What does the world cost? Oh well, then we'll just take a small coke.


Friday, June 29, 2007

This Is Our Canvas: The FCN Philosophy

Some folks are pathogenically artistic. Every move is a calculated expression; their thespian side knows no limit and articulation is their forté and their faiblesse (to use a little Français).

I know; the above paragraph looks like it was written by some off the deep end artso who is so intent on clipping his nose hair that he never stops to balance his budget. Let me assure you that, while I do meticulously maintain proper limits on my nasal follicles, I also take time to manage my finances. I am also very proud of my sniffer, thank you, and would appreciate if you stopped staring.

Ah, but my proboscis (my beak, snoot – snout if you’re from the north – nozzle, schnoz or schnozzle, if you prefer) is a great topic for another post. Let’s leave my olfactory organ alone and stop asking how we got here in the first place.

You can always tell the serious artistic cases (the ones that need to be put in the Intensive Care Unit so their “art” can’t reach the outside world and pollute all of us) by the way they use human form in their art.

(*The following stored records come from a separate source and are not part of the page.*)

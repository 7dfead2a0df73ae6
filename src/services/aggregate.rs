use chrono::{DateTime, Utc};

use crate::config::Settings;
use crate::core::{compatibility::normalize, compute_meta, HashError, HashStore, PairingEngine};
use crate::models::{ConfigDocument, Event, MetaDocument, PublishedCollection, Restaurant, SearchParams};

/// Everything one run publishes
#[derive(Debug, Clone)]
pub struct Snapshot {
    pub restaurants: PublishedCollection<Restaurant>,
    pub events: PublishedCollection<Event>,
    pub meta: MetaDocument,
    pub config: ConfigDocument,
}

/// Pair, hash and assemble the documents for one run
///
/// Pairing runs before hashing so the published restaurant list, including
/// stamped `match_reason` fields, is exactly what the hash covers. The
/// store is only read.
pub fn build_snapshot(
    settings: &Settings,
    engine: &PairingEngine,
    mut restaurants: Vec<Restaurant>,
    events: Vec<Event>,
    store: &dyn HashStore,
    now: DateTime<Utc>,
) -> Result<Snapshot, HashError> {
    let pairing = engine.build_pairings(&events, &mut restaurants);

    let restaurants_meta = compute_meta("restaurants", &settings.profile, &restaurants, store)?;
    let events_meta = compute_meta("events", &settings.profile, &events, store)?;

    let gap_bullets = gap_bullets(
        &settings.target_cuisines,
        restaurants.iter().map(|r| r.cuisine.as_str()),
    )
    .into_iter()
    .chain(gap_bullets(
        &settings.target_categories,
        events.iter().map(|e| e.category.as_str()),
    ))
    .collect();

    let config = engine.config();
    let meta = MetaDocument {
        generated_at: now,
        profile: settings.profile.clone(),
        region: settings.region.clone(),
        branding: settings.branding.clone(),
        pairing_rules: settings.pairing_rules.clone(),
        search: SearchParams {
            mode: settings.search.mode.clone(),
            radius_km: config.radius_km,
            limit: config.limit,
        },
        gap_bullets,
        events: events_meta.clone(),
        restaurants: restaurants_meta.clone(),
        pairings: pairing.pairings,
    };

    tracing::info!(
        restaurants = restaurants.len(),
        events = events.len(),
        pairings = meta.pairings.len(),
        dropped_events = pairing.dropped_events,
        restaurants_changed = restaurants_meta.changed,
        events_changed = events_meta.changed,
        "Snapshot assembled"
    );

    Ok(Snapshot {
        restaurants: PublishedCollection {
            items: restaurants,
            meta: restaurants_meta,
        },
        events: PublishedCollection {
            items: events,
            meta: events_meta,
        },
        config: ConfigDocument {
            branding: settings.branding.clone(),
            pairing_rules: settings.pairing_rules.clone(),
        },
        meta,
    })
}

/// Targets with no matching record this run, in target order
pub fn gap_bullets<'a>(targets: &[String], present: impl Iterator<Item = &'a str>) -> Vec<String> {
    let present: Vec<String> = present.map(normalize).collect();
    targets
        .iter()
        .filter(|target| !present.contains(&normalize(target)))
        .map(|target| format!("No {} picks in this snapshot yet", target.trim()))
        .collect()
}
// Unit tests for Happenstance core

use happenstance_core::core::{
    canonical_json, canonicalize, compute_meta, content_digest,
    distance::{distance_miles, haversine_miles, km_to_miles},
    CompatibilityTable, DistanceTiers,
};
use happenstance_core::models::Restaurant;
use serde_json::{json, Value};
use std::collections::HashMap;

fn create_restaurant(name: &str, cuisine: &str, rating: Option<f64>) -> Restaurant {
    Restaurant {
        name: name.to_string(),
        cuisine: cuisine.to_string(),
        address: "Troy, NY".to_string(),
        url: format!("https://example.com/{}", name.to_lowercase()),
        rating,
        price_level: Some(2),
        match_reason: None,
        latitude: Some(42.7284),
        longitude: Some(-73.6918),
    }
}

#[test]
fn test_haversine_distance_zero() {
    let distance = haversine_miles(42.7284, -73.6918, 42.7284, -73.6918);
    assert!(distance < 0.01);
}

#[test]
fn test_haversine_troy_to_albany() {
    // Downtown Troy to downtown Albany is roughly 6 miles as the crow flies
    let distance = haversine_miles(42.7284, -73.6918, 42.6526, -73.7562);
    assert!(distance > 5.0 && distance < 10.0, "got {}", distance);
}

#[test]
fn test_haversine_short_distance() {
    let distance = haversine_miles(37.7749, -122.4194, 37.7820, -122.4194);
    assert!(distance > 0.0 && distance < 1.0);
}

#[test]
fn test_distance_unavailable_without_coordinates() {
    assert!(distance_miles(None, Some(geo::Point::new(-73.69, 42.73))).is_none());
}

#[test]
fn test_radius_conversion() {
    // 800 m is about half a mile
    let miles = km_to_miles(0.8);
    assert!((miles - 0.497).abs() < 0.001);
}

#[test]
fn test_tier_boundaries() {
    let tiers = DistanceTiers::default();
    assert!(tiers.describe(0.49).ends_with("walking distance"));
    assert!(tiers.describe(0.5).ends_with("short drive"));
    assert!(tiers.describe(1.99).ends_with("short drive"));
    assert_eq!(tiers.describe(2.0), "2.0 mi away");
}

#[test]
fn test_compatibility_is_case_insensitive() {
    let table = CompatibilityTable::default();
    assert_eq!(table.phrase("SPORTS", "bbq"), "Bbq is great sports event food");
    assert_eq!(table.phrase("Sports", "BBQ"), "BBQ is great sports event food");
}

#[test]
fn test_compatibility_generic_branch_never_fails() {
    let table = CompatibilityTable::default();
    for category in ["", "  ", "unknown thing", "🎉"] {
        let phrase = table.phrase(category, "Tapas");
        assert!(phrase.contains("Tapas"), "{} -> {}", category, phrase);
    }
}

#[test]
fn test_hash_is_deterministic_for_records() {
    let restaurants = vec![
        create_restaurant("Alpha", "Seafood", Some(4.5)),
        create_restaurant("Beta", "Italian", None),
    ];

    let first = content_digest(&canonicalize("restaurants", &restaurants).unwrap());
    let second = content_digest(&canonicalize("restaurants", &restaurants.clone()).unwrap());
    assert_eq!(first, second);
    assert_eq!(first.len(), 64);
    assert!(first.chars().all(|c| c.is_ascii_hexdigit() && !c.is_ascii_uppercase()));
}

#[test]
fn test_struct_and_reordered_json_hash_identically() {
    let restaurant = create_restaurant("Alpha", "Seafood", Some(4.5));
    let reordered: Value = serde_json::from_str(
        r#"{"url": "https://example.com/alpha", "longitude": -73.6918, "latitude": 42.7284,
            "price_level": 2, "rating": 4.5, "address": "Troy, NY", "cuisine": "Seafood", "name": "Alpha"}"#,
    )
    .unwrap();

    let from_struct = canonicalize("restaurants", &[restaurant]).unwrap();
    let from_json = canonicalize("restaurants", &[reordered]).unwrap();
    assert_eq!(from_struct, from_json);
}

#[test]
fn test_canonical_numbers_have_single_form() {
    assert_eq!(canonical_json(&json!([4.0, 4.5, 10, -0.25])), "[4.0,4.5,10,-0.25]");
}

#[test]
fn test_changed_flag_against_previous_hash() {
    let restaurants = vec![create_restaurant("Alpha", "Seafood", Some(4.5))];
    let first = compute_meta("restaurants", "default", &restaurants, &HashMap::<String, String>::new()).unwrap();
    assert!(first.changed);

    let mut store = HashMap::new();
    store.insert("restaurants:default".to_string(), first.hash.clone());
    assert!(!compute_meta("restaurants", "default", &restaurants, &store).unwrap().changed);

    let edited = vec![create_restaurant("Alpha", "Seafood", Some(4.6))];
    let meta = compute_meta("restaurants", "default", &edited, &store).unwrap();
    assert!(meta.changed);
    assert_ne!(meta.hash, first.hash);
}

#[test]
fn test_shipped_table_matches_builtin_default() {
    let path = concat!(env!("CARGO_MANIFEST_DIR"), "/config/compatibility.toml");
    let shipped = CompatibilityTable::from_path(path).unwrap();
    assert_eq!(shipped, CompatibilityTable::default());
}
// Model exports
pub mod domain;
pub mod snapshot;

pub use domain::{ContentMeta, CoordinateError, Event, NearbyRestaurant, Pairing, RecordError, Restaurant};
pub use snapshot::{ConfigDocument, MetaDocument, PublishedCollection, SearchParams};
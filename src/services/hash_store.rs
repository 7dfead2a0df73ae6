use std::collections::BTreeMap;
use std::path::Path;

use serde_json::Value;

use crate::core::{dataset_key, HashStore};
use crate::services::SnapshotError;

/// Datasets whose summaries live in `meta.json`
const DATASETS: [&str; 2] = ["restaurants", "events"];

/// Previous-run digests recovered from the last published `meta.json`
///
/// Keys are scoped by the profile recorded in that document, so switching
/// profiles never reuses another profile's hashes.
#[derive(Debug, Clone, Default, PartialEq, Eq)]
pub struct PreviousMetaStore {
    hashes: BTreeMap<String, String>,
}

impl PreviousMetaStore {
    /// Read `meta.json`; a missing file is the first-run case and yields
    /// an empty store
    pub fn load<P: AsRef<Path>>(path: P) -> Result<Self, SnapshotError> {
        let path = path.as_ref();
        let text = match std::fs::read_to_string(path) {
            Ok(text) => text,
            Err(e) if e.kind() == std::io::ErrorKind::NotFound => {
                tracing::debug!(path = %path.display(), "No previous meta document");
                return Ok(Self::default());
            }
            Err(e) => return Err(SnapshotError::io(path, e)),
        };

        let document: Value = serde_json::from_str(&text).map_err(|e| SnapshotError::json(path, e))?;
        Ok(Self::from_document(&document))
    }

    /// Extract `<dataset>.hash` entries from a meta document
    pub fn from_document(document: &Value) -> Self {
        let profile = document
            .get("profile")
            .and_then(Value::as_str)
            .unwrap_or("default");

        let hashes = DATASETS
            .iter()
            .filter_map(|dataset| {
                document
                    .get(dataset)
                    .and_then(|summary| summary.get("hash"))
                    .and_then(Value::as_str)
                    .map(|hash| (dataset_key(dataset, profile), hash.to_string()))
            })
            .collect();

        Self { hashes }
    }

    pub fn len(&self) -> usize {
        self.hashes.len()
    }

    pub fn is_empty(&self) -> bool {
        self.hashes.is_empty()
    }
}

impl HashStore for PreviousMetaStore {
    fn previous_hash(&self, key: &str) -> Option<String> {
        self.hashes.get(key).cloned()
    }
}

An artist feels that the moment he scoots out of the womb he’s got to start improving the world. Sometimes they begin their improvements before the big send off (that’s called a breach pregnancy), but most of the time they grab the nearest artistic tool as soon as they're old enough fit it into their mouths.

The ultimate expression of an artistic being is a tattoo. Ask anyone who as undergone the highly painful and slightly humiliating process of tattooing and you may very well get a response like “My body is my canvas.” Any other response can be attributed to an over-endowed sense of manliness or complete idiocy.

This belief -- that the body is a tool for expression -- is a dead ringer for an artistic expressionist; someone's gone over the imagination waterfall and is still trying to find his floaties. In fact several studies have linked breach pregnancy babies to an increased tattoo risk. One even advised parents to tattoo their breach young with an acceptable mark to mitigate the chance of an inappropriate one later in life.

In general, the more tattoos a person has the more likely they would have led a successful artistic career had they not ruined their chances by getting the tattoo in the first place.

But how did we get from my nose to breach pregnancies and tattoos? This is like a conversation with that woman from Raley’s. Goodness sakes alive (her words, not mine)!

FCN is, in an odd sort of way, my tattoo. It’s my canvas; my place to express deceptively shallow material disguised with humor to look deep (hence the need for floaties). If you remove the needles and pain but keep the humiliation and mix in an odd sort of cyber permanence, you get FCN.

FCN even has some of the disadvantages of a tattoo. If my employer finds out who I am and what I write, I could lose my job. My female friends stop talking to me after reading FCN, not unlike the way they would if they discovered a nasty tat; even my mothers (biological and cyberphysical) have to take me aside sometimes after reading something here.

FCN reaches under the skin and make a lasting mark. Once you've been here, you're pretty much marked for life. Removal is expensive, painful and not 100% successful. We're sorry but it's something you are going to have to talk with your future spouse about.

That's the FCN philosophy in a nutshell. But showing off the tattoo is getting old and waxing philosophical is more painful than, well, nose hair clipping, so if you'll excuse me I am going to make a phone call to one of my jock friends (with real tattoos) who wouldn't know Mona Lisa if she slapped him in the face to have a conversation about "nothing."

5 comments:

Anonymous said...

I am sitting here trying to work out if you are:

1. extremely depressed and bored so you are writing cynical posts which you can't help being funny

or

2. pretending to be extremely depressed because you think that is funny.

Which?

clethodim said...

even for FCN, this is REAAAALLY acerbic. from where i'm standing, life just isn't that bad.

Anonymous said...

Boy, I think he sounds really angry, not depressed. Would some brownies help?

Anonymous said...

I want some Brownies!!!
I ammm scarred for life because of reading FCN!!!(but I still like it):P

Anonymous said...

I love mommy G's Brownies!!!! they ROCK!!!!